By Ian Millhiser
“This case is an ominous sign,” Justice Samuel Alito begins one of the final opinions released on this last day of the Supreme Court term. He then proceeds to complain for 15 pages that pharmacy owners do not have enough control over whether women can fill their birth control prescriptions. Along the way, he manages to imply that anyone who does not believe in a god or gods is inherently immoral.
The political issue underlying Stormans v. Wiesman is familiar to anyone who has paid attention to the Supreme Court’s involvement in the birth control wars. The owners of a pharmacy in Olympia, Washington object to certain forms of contraception on religious grounds, but a state regulation requires pharmacies to “deliver lawfully prescribed drugs or devices to patients.”

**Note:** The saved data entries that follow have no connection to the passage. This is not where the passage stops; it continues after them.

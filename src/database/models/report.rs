use chrono::{DateTime, NaiveDate, Utc};
use rust_decimal::Decimal;
use serde::{Deserialize, Serialize};
use sqlx::FromRow;
use uuid::Uuid;

/// Validation lifecycle of a field report. Transitions are monotonic:
/// `Pending -> Approved` or `Pending -> Rejected`, never back.
#[derive(Debug, Clone, Copy, PartialEq, Eq, Serialize, Deserialize, sqlx::Type)]
#[sqlx(type_name = "text")]
pub enum ReportStatus {
    #[serde(rename = "PENDING")]
    #[sqlx(rename = "PENDING")]
    Pending,
    #[serde(rename = "APPROVED")]
    #[sqlx(rename = "APPROVED")]
    Approved,
    #[serde(rename = "REJECTED")]
    #[sqlx(rename = "REJECTED")]
    Rejected,
}

impl ReportStatus {
    pub fn as_str(&self) -> &'static str {
        match self {
            ReportStatus::Pending => "PENDING",
            ReportStatus::Approved => "APPROVED",
            ReportStatus::Rejected => "REJECTED",
        }
    }
}

impl std::str::FromStr for ReportStatus {
    type Err = String;

    fn from_str(s: &str) -> Result<Self, Self::Err> {
        match s {
            "PENDING" => Ok(ReportStatus::Pending),
            "APPROVED" => Ok(ReportStatus::Approved),
            "REJECTED" => Ok(ReportStatus::Rejected),
            other => Err(format!("unknown report status: {}", other)),
        }
    }
}

/// One field visit event submitted by a collector. Immutable after creation
/// except for the validation decision (status + notes on rejection).
#[derive(Debug, Clone, Serialize, Deserialize, FromRow)]
pub struct VisitReport {
    pub id: Uuid,
    pub asset_id: Uuid,
    pub collector_id: Uuid,
    /// Outcome classification, e.g. "VISITED", "NOT_HOME"
    pub outcome: String,
    pub notes: Option<String>,
    pub gps_lat: Option<f64>,
    pub gps_lng: Option<f64>,
    /// Opaque reference to uploaded evidence; storage is out of scope here
    pub evidence_photo: Option<String>,
    /// Structured promise-to-pay date. Presence of this field is what drives
    /// the JANJI_BAYAR projection on approval.
    pub commitment_date: Option<NaiveDate>,
    pub status_validation: ReportStatus,
    pub created_at: DateTime<Utc>,
}

/// A claimed payment submitted by a collector; same validation lifecycle as
/// a visit report. Approved amounts feed the monthly collected totals.
#[derive(Debug, Clone, Serialize, Deserialize, FromRow)]
pub struct PaymentReport {
    pub id: Uuid,
    pub asset_id: Uuid,
    pub collector_id: Uuid,
    pub amount: Decimal,
    pub payment_method: Option<String>,
    pub notes: Option<String>,
    pub evidence_photo: Option<String>,
    pub status_validation: ReportStatus,
    pub created_at: DateTime<Utc>,
}
use sqlx::PgPool;
use uuid::Uuid;

use crate::database::manager::DatabaseError;
use crate::database::models::User;

pub async fn find_by_username(
    pool: &PgPool,
    username: &str,
) -> Result<Option<User>, DatabaseError> {
    let user = sqlx::query_as::<_, User>("SELECT * FROM users WHERE username = $1")
        .bind(username)
        .fetch_optional(pool)
        .await?;
    Ok(user)
}

pub async fn find_by_id(pool: &PgPool, id: Uuid) -> Result<Option<User>, DatabaseError> {
    let user = sqlx::query_as::<_, User>("SELECT * FROM users WHERE id = $1")
        .bind(id)
        .fetch_optional(pool)
        .await?;
    Ok(user)
}
use chrono::{DateTime, NaiveDate, Utc};
use rust_decimal::Decimal;
use sqlx::PgPool;
use uuid::Uuid;

use crate::database::manager::DatabaseError;
use crate::database::models::{PaymentReport, ReportStatus, VisitReport};

#[derive(Debug, Clone)]
pub struct NewVisitReport {
    pub asset_id: Uuid,
    pub collector_id: Uuid,
    pub outcome: String,
    pub notes: Option<String>,
    pub gps_lat: Option<f64>,
    pub gps_lng: Option<f64>,
    pub evidence_photo: Option<String>,
    pub commitment_date: Option<NaiveDate>,
}

#[derive(Debug, Clone)]
pub struct NewPaymentReport {
    pub asset_id: Uuid,
    pub collector_id: Uuid,
    pub amount: Decimal,
    pub payment_method: Option<String>,
    pub notes: Option<String>,
    pub evidence_photo: Option<String>,
}

/// Listing scope: admins and managers see everything, collectors only their
/// own submissions.
#[derive(Debug, Clone, Copy)]
pub enum ReportScope {
    All,
    Collector(Uuid),
}

pub async fn insert_visit(
    pool: &PgPool,
    new: &NewVisitReport,
) -> Result<VisitReport, DatabaseError> {
    let report = sqlx::query_as::<_, VisitReport>(
        r#"
        INSERT INTO visit_reports
            (asset_id, collector_id, outcome, notes, gps_lat, gps_lng,
             evidence_photo, commitment_date, status_validation)
        VALUES ($1, $2, $3, $4, $5, $6, $7, $8, 'PENDING')
        RETURNING *
        "#,
    )
    .bind(new.asset_id)
    .bind(new.collector_id)
    .bind(&new.outcome)
    .bind(&new.notes)
    .bind(new.gps_lat)
    .bind(new.gps_lng)
    .bind(&new.evidence_photo)
    .bind(new.commitment_date)
    .fetch_one(pool)
    .await?;
    Ok(report)
}

pub async fn insert_payment(
    pool: &PgPool,
    new: &NewPaymentReport,
) -> Result<PaymentReport, DatabaseError> {
    let report = sqlx::query_as::<_, PaymentReport>(
        r#"
        INSERT INTO payment_reports
            (asset_id, collector_id, amount, payment_method, notes,
             evidence_photo, status_validation)
        VALUES ($1, $2, $3, $4, $5, $6, 'PENDING')
        RETURNING *
        "#,
    )
    .bind(new.asset_id)
    .bind(new.collector_id)
    .bind(new.amount)
    .bind(&new.payment_method)
    .bind(&new.notes)
    .bind(&new.evidence_photo)
    .fetch_one(pool)
    .await?;
    Ok(report)
}

pub async fn find_visit(pool: &PgPool, id: Uuid) -> Result<Option<VisitReport>, DatabaseError> {
    let report = sqlx::query_as::<_, VisitReport>("SELECT * FROM visit_reports WHERE id = $1")
        .bind(id)
        .fetch_optional(pool)
        .await?;
    Ok(report)
}

pub async fn find_payment(pool: &PgPool, id: Uuid) -> Result<Option<PaymentReport>, DatabaseError> {
    let report = sqlx::query_as::<_, PaymentReport>("SELECT * FROM payment_reports WHERE id = $1")
        .bind(id)
        .fetch_optional(pool)
        .await?;
    Ok(report)
}

pub async fn list_visits(
    pool: &PgPool,
    scope: ReportScope,
    status: Option<ReportStatus>,
) -> Result<Vec<VisitReport>, DatabaseError> {
    let collector = match scope {
        ReportScope::All => None,
        ReportScope::Collector(id) => Some(id),
    };
    let reports = sqlx::query_as::<_, VisitReport>(
        r#"
        SELECT * FROM visit_reports
        WHERE ($1::uuid IS NULL OR collector_id = $1)
          AND ($2::text IS NULL OR status_validation = $2)
        ORDER BY created_at DESC
        "#,
    )
    .bind(collector)
    .bind(status.map(|s| s.as_str()))
    .fetch_all(pool)
    .await?;
    Ok(reports)
}

pub async fn list_payments(
    pool: &PgPool,
    scope: ReportScope,
    status: Option<ReportStatus>,
) -> Result<Vec<PaymentReport>, DatabaseError> {
    let collector = match scope {
        ReportScope::All => None,
        ReportScope::Collector(id) => Some(id),
    };
    let reports = sqlx::query_as::<_, PaymentReport>(
        r#"
        SELECT * FROM payment_reports
        WHERE ($1::uuid IS NULL OR collector_id = $1)
          AND ($2::text IS NULL OR status_validation = $2)
        ORDER BY created_at DESC
        "#,
    )
    .bind(collector)
    .bind(status.map(|s| s.as_str()))
    .fetch_all(pool)
    .await?;
    Ok(reports)
}

/// Compare-and-swap the validation decision. Only a PENDING report can move;
/// returns None when the row exists but was already decided (or is absent),
/// which callers disambiguate with a follow-up lookup. When `notes` is given
/// it overwrites the report's notes (rejection reason).
pub async fn decide_visit(
    pool: &PgPool,
    id: Uuid,
    decision: ReportStatus,
    notes: Option<&str>,
) -> Result<Option<VisitReport>, DatabaseError> {
    let report = sqlx::query_as::<_, VisitReport>(
        r#"
        UPDATE visit_reports
        SET status_validation = $2,
            notes = COALESCE($3, notes)
        WHERE id = $1 AND status_validation = 'PENDING'
        RETURNING *
        "#,
    )
    .bind(id)
    .bind(decision.as_str())
    .bind(notes)
    .fetch_optional(pool)
    .await?;
    Ok(report)
}

pub async fn decide_payment(
    pool: &PgPool,
    id: Uuid,
    decision: ReportStatus,
    notes: Option<&str>,
) -> Result<Option<PaymentReport>, DatabaseError> {
    let report = sqlx::query_as::<_, PaymentReport>(
        r#"
        UPDATE payment_reports
        SET status_validation = $2,
            notes = COALESCE($3, notes)
        WHERE id = $1 AND status_validation = 'PENDING'
        RETURNING *
        "#,
    )
    .bind(id)
    .bind(decision.as_str())
    .bind(notes)
    .fetch_optional(pool)
    .await?;
    Ok(report)
}

/// Visit count for a collector within a half-open time window.
pub async fn count_visits_between(
    pool: &PgPool,
    collector_id: Uuid,
    start: DateTime<Utc>,
    end: DateTime<Utc>,
) -> Result<i64, DatabaseError> {
    let (count,): (i64,) = sqlx::query_as(
        r#"
        SELECT COUNT(*) FROM visit_reports
        WHERE collector_id = $1 AND created_at >= $2 AND created_at < $3
        "#,
    )
    .bind(collector_id)
    .bind(start)
    .bind(end)
    .fetch_one(pool)
    .await?;
    Ok(count)
}

/// Distinct assets the collector has ever visited.
pub async fn count_distinct_visited_assets(
    pool: &PgPool,
    collector_id: Uuid,
) -> Result<i64, DatabaseError> {
    let (count,): (i64,) = sqlx::query_as(
        "SELECT COUNT(DISTINCT asset_id) FROM visit_reports WHERE collector_id = $1",
    )
    .bind(collector_id)
    .fetch_one(pool)
    .await?;
    Ok(count)
}

/// Distinct asset ids with a visit report still awaiting validation.
pub async fn pending_visit_asset_ids(
    pool: &PgPool,
    collector_id: Uuid,
) -> Result<Vec<Uuid>, DatabaseError> {
    let rows: Vec<(Uuid,)> = sqlx::query_as(
        r#"
        SELECT DISTINCT asset_id FROM visit_reports
        WHERE collector_id = $1 AND status_validation = 'PENDING'
        "#,
    )
    .bind(collector_id)
    .fetch_all(pool)
    .await?;
    Ok(rows.into_iter().map(|(id,)| id).collect())
}

/// Sum of approved payment amounts for a collector within a half-open time
/// window. Empty result sums to zero.
pub async fn sum_approved_payments_between(
    pool: &PgPool,
    collector_id: Uuid,
    start: DateTime<Utc>,
    end: DateTime<Utc>,
) -> Result<Decimal, DatabaseError> {
    let (total,): (Decimal,) = sqlx::query_as(
        r#"
        SELECT COALESCE(SUM(amount), 0) FROM payment_reports
        WHERE collector_id = $1
          AND status_validation = 'APPROVED'
          AND created_at >= $2 AND created_at < $3
        "#,
    )
    .bind(collector_id)
    .bind(start)
    .bind(end)
    .fetch_one(pool)
    .await?;
    Ok(total)
}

So people with religious objections to birth control want an exemption from the law. We’ve heard this story before.
Stormans differs from Burwell v. Hobby Lobby and many other cases brought by religious objectors seeking similar exemptions, however, because it seeks immunity from state regulation as opposed to a federal rule. Cases involving federal law are controlled by the Religious Freedom Restoration Act (RFRA), which offers fairly robust protection for religious objectors above and beyond the protections afforded by the Constitution. State laws, however, must only comply with the standard announced by the late Justice Antonin Scalia in Employment Division v. Smith.